Filter the records, keeping every line that has the string "optional".

* [Provided material]:
────────────────────────────────────────
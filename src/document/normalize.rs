//! Normalization of exported HTML documents into embeddable fragments.
//!
//! Documents are exported with a "save as web page" style tool, which
//! produces a full HTML document plus a sibling `{name}_files/` directory of
//! images and stylesheets. Normalization keeps the `<style>` blocks from the
//! head and the inner content of the body, then rewrites every reference
//! into the `_files/` directory so it resolves from the site root.

use std::sync::LazyLock;

use regex::{Captures, Regex};

use crate::types::identifiers::Slug;

/// Marker that identifies paths produced by the HTML exporter.
pub const EXPORTED_ASSETS_MARKER: &str = "_files/";

// `</head>` is optional; an unclosed head runs to the end of its search slice.
static HEAD: LazyLock<Regex> = LazyLock::new(|| {
    Regex::new(r"(?is)<head(?:\s[^>]*)?>(.*?)(?:</head\s*>|\z)").expect("head regex is valid")
});

static BODY_OPEN: LazyLock<Regex> =
    LazyLock::new(|| Regex::new(r"(?is)<body(?:\s[^>]*)?>").expect("body regex is valid"));

// `</body>` is optional too; `</html>` or end of input also close the body.
static BODY_CLOSE: LazyLock<Regex> =
    LazyLock::new(|| Regex::new(r"(?is)</body\s*>|</html\s*>").expect("body close regex is valid"));

static STYLE: LazyLock<Regex> =
    LazyLock::new(|| Regex::new(r"(?is)<style(?:\s[^>]*)?>.*?</style\s*>").expect("style regex is valid"));

// Leftover document-level wrappers once head/body have been handled.
static WRAPPER: LazyLock<Regex> = LazyLock::new(|| {
    Regex::new(r"(?is)<!DOCTYPE[^>]*>|</?html(?:\s[^>]*)?>|</?body(?:\s[^>]*)?>").expect("wrapper regex is valid")
});

static ATTRIBUTE: LazyLock<Regex> = LazyLock::new(|| {
    Regex::new(r#"(?i)\b(src|href)(\s*=\s*)(?:"([^"]*)"|'([^']*)')"#).expect("attribute regex is valid")
});

static CSS_URL: LazyLock<Regex> = LazyLock::new(|| {
    Regex::new(r#"(?i)\burl\(\s*(?:"([^"]*)"|'([^']*)'|([^)"'\s]*))\s*\)"#).expect("css url regex is valid")
});

/// Full normalization pass: extraction followed by asset rewriting.
pub fn normalize_document_html(raw: &str, slug: &Slug) -> String {
    let fragment = extract_fragment(raw);
    rewrite_asset_paths(&fragment, slug)
}

/// Reduce a full HTML document to `head styles + body content`.
///
/// Either closing tag may be missing: the head ends at `</head>` or where the
/// body opens, the body ends at `</body>`, `</html>` or the end of input.
/// Input without `<head>` or `<body>` passes through unchanged.
pub fn extract_fragment(raw: &str) -> String {
    let body_open = BODY_OPEN.find(raw);
    let before_body = body_open.map_or(raw, |m| &raw[..m.start()]);
    let head = HEAD.captures(before_body);

    if head.is_none() && body_open.is_none() {
        return raw.to_string();
    }

    let styles: String = head
        .as_ref()
        .and_then(|c| c.get(1))
        .map(|inner| {
            STYLE
                .find_iter(inner.as_str())
                .map(|m| m.as_str())
                .collect::<Vec<_>>()
                .concat()
        })
        .unwrap_or_default();

    let content = match (body_open, head.as_ref().and_then(|c| c.get(0))) {
        (Some(open), _) => {
            let rest = &raw[open.end()..];
            let end = BODY_CLOSE.find(rest).map_or(rest.len(), |m| m.start());
            rest[..end].to_string()
        }
        // A head without a body: keep whatever surrounded it, minus wrappers.
        (None, Some(head)) => {
            let outside = [&raw[..head.start()], &raw[head.end()..]].concat();
            WRAPPER.replace_all(&outside, "").into_owned()
        }
        (None, None) => String::new(),
    };

    let mut fragment = String::with_capacity(styles.len() + content.len());
    fragment.push_str(&styles);
    fragment.push_str(&content);
    fragment
}

/// Prefix every exported-asset reference with `documents/{slug}/`.
///
/// Handles `src`/`href` attributes in either quote style and CSS `url()`
/// with single, double or no quotes. Only relative paths are touched: values
/// without `_files/`, absolute URLs, root-relative paths and values already
/// carrying the prefix are left as they are.
pub fn rewrite_asset_paths(html: &str, slug: &Slug) -> String {
    let prefix = format!("{}/", slug.base_path());

    let rewritten = ATTRIBUTE.replace_all(html, |caps: &Captures| {
        let name = &caps[1];
        let eq = &caps[2];
        match (caps.get(3), caps.get(4)) {
            (Some(value), _) => format!(r#"{name}{eq}"{}""#, prefix_path(value.as_str(), &prefix)),
            (None, Some(value)) => format!("{name}{eq}'{}'", prefix_path(value.as_str(), &prefix)),
            (None, None) => caps[0].to_string(),
        }
    });

    CSS_URL
        .replace_all(&rewritten, |caps: &Captures| {
            if let Some(value) = caps.get(1) {
                format!(r#"url("{}")"#, prefix_path(value.as_str(), &prefix))
            } else if let Some(value) = caps.get(2) {
                format!("url('{}')", prefix_path(value.as_str(), &prefix))
            } else if let Some(value) = caps.get(3) {
                format!("url({})", prefix_path(value.as_str(), &prefix))
            } else {
                caps[0].to_string()
            }
        })
        .into_owned()
}

fn prefix_path(path: &str, prefix: &str) -> String {
    if path.contains(EXPORTED_ASSETS_MARKER) && is_relative(path) && !path.starts_with(prefix) {
        format!("{prefix}{path}")
    } else {
        path.to_string()
    }
}

// No scheme (`https:`, `data:`), not `/...` or `//host/...`.
fn is_relative(path: &str) -> bool {
    if path.starts_with('/') {
        return false;
    }
    let Some((scheme, _)) = path.split_once(':') else {
        return true;
    };
    let mut chars = scheme.chars();
    let is_scheme = chars.next().is_some_and(|c| c.is_ascii_alphabetic())
        && chars.all(|c| c.is_ascii_alphanumeric() || matches!(c, '+' | '-' | '.'));
    !is_scheme
}

#[cfg(test)]
mod tests {
    use super::*;

    fn slug(s: &str) -> Slug {
        Slug::new(s).unwrap()
    }

    #[test]
    fn extracts_head_styles_then_body() {
        let raw = "<!DOCTYPE html><html><head><title>T</title>\
                   <style>p{color:red}</style><meta charset=\"utf-8\">\
                   <style type=\"text/css\">h1{margin:0}</style></head>\
                   <body class=\"x\"><h1>Hello</h1></body></html>";

        assert_eq!(
            extract_fragment(raw),
            "<style>p{color:red}</style><style type=\"text/css\">h1{margin:0}</style><h1>Hello</h1>"
        );
    }

    #[test]
    fn fragment_passes_through() {
        let raw = "<div><p>already a fragment</p></div>";
        assert_eq!(extract_fragment(raw), raw);
    }

    #[test]
    fn body_without_head() {
        let raw = "<html><BODY>\n<p>x</p>\n</BODY></html>";
        assert_eq!(extract_fragment(raw), "\n<p>x</p>\n");
    }

    #[test]
    fn head_without_body_drops_wrappers() {
        let raw = "<html><head><style>a{}</style></head><p>loose</p></html>";
        assert_eq!(extract_fragment(raw), "<style>a{}</style><p>loose</p>");
    }

    #[test]
    fn unclosed_body_is_still_unwrapped() {
        let out = extract_fragment("<html><body><p>x</p></html>");
        assert_eq!(out, "<p>x</p>");

        let out = extract_fragment("<body class=\"c\"><p>y</p>");
        assert_eq!(out, "<p>y</p>");
        assert!(!out.contains("<body"));
    }

    #[test]
    fn unclosed_head_keeps_its_styles() {
        let raw = "<html><head><style>a{}</style><body><p>x</p></body></html>";
        assert_eq!(extract_fragment(raw), "<style>a{}</style><p>x</p>");
    }

    #[test]
    fn header_element_is_not_a_head() {
        let raw = "<body><header><style>h{}</style></header></body>";
        assert_eq!(extract_fragment(raw), "<header><style>h{}</style></header>");
    }

    #[test]
    fn styles_outside_head_are_not_duplicated() {
        let raw = "<head></head><body><style>b{}</style><p>x</p></body>";
        assert_eq!(extract_fragment(raw), "<style>b{}</style><p>x</p>");
    }

    #[test]
    fn rewrites_double_quoted_src() {
        let out = rewrite_asset_paths(r#"<img src="foo_files/img.png">"#, &slug("abc"));
        assert_eq!(out, r#"<img src="documents/abc/foo_files/img.png">"#);
    }

    #[test]
    fn rewrites_single_quoted_href() {
        let out = rewrite_asset_paths("<link href='doc_files/s.css'>", &slug("abc"));
        assert_eq!(out, "<link href='documents/abc/doc_files/s.css'>");
    }

    #[test]
    fn leaves_other_paths_alone() {
        let html = r#"<img src="other/img.png"><a href="https://example.com/">x</a>"#;
        assert_eq!(rewrite_asset_paths(html, &slug("abc")), html);
    }

    #[test]
    fn absolute_asset_urls_are_not_prefixed() {
        let html = concat!(
            r#"<img src="https://cdn.example.com/a_files/x.png">"#,
            r#"<img src="//cdn.example.com/a_files/y.png">"#,
            r#"<link href="/static/a_files/s.css">"#,
            r#"<div style="background:url(data:a_files/z)"></div>"#,
        );
        assert_eq!(rewrite_asset_paths(html, &slug("abc")), html);

        let out = rewrite_asset_paths(r#"<img src="a_files/t:1.png">"#, &slug("abc"));
        assert_eq!(out, r#"<img src="documents/abc/a_files/t:1.png">"#);
    }

    #[test]
    fn rewrites_css_urls_in_all_quote_styles() {
        let css = r#"a{background:url(x_files/a.png)} b{background:url('x_files/b.png')} c{background:url("x_files/c.png")} d{background:url(none.png)}"#;
        let out = rewrite_asset_paths(css, &slug("s"));
        assert_eq!(
            out,
            r#"a{background:url(documents/s/x_files/a.png)} b{background:url('documents/s/x_files/b.png')} c{background:url("documents/s/x_files/c.png")} d{background:url(none.png)}"#
        );
    }

    #[test]
    fn rewriting_is_idempotent() {
        let once = rewrite_asset_paths(r#"<img src="foo_files/img.png">"#, &slug("abc"));
        let twice = rewrite_asset_paths(&once, &slug("abc"));
        assert_eq!(once, twice);
    }

    #[test]
    fn full_pass_on_export() {
        let raw = "<html><head><style>.c{background:url(p_files/bg.png)}</style></head>\
                   <body><img SRC=\"p_files/i.png\"></body></html>";
        assert_eq!(
            normalize_document_html(raw, &slug("paper")),
            "<style>.c{background:url(documents/paper/p_files/bg.png)}</style><img SRC=\"documents/paper/p_files/i.png\">"
        );
    }
}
────────────────────────────────────────
* [Exercise response]:
// `</head>` is optional; an unclosed head runs to the end of its search slice.
// `</body>` is optional too; `</html>` or end of input also close the body.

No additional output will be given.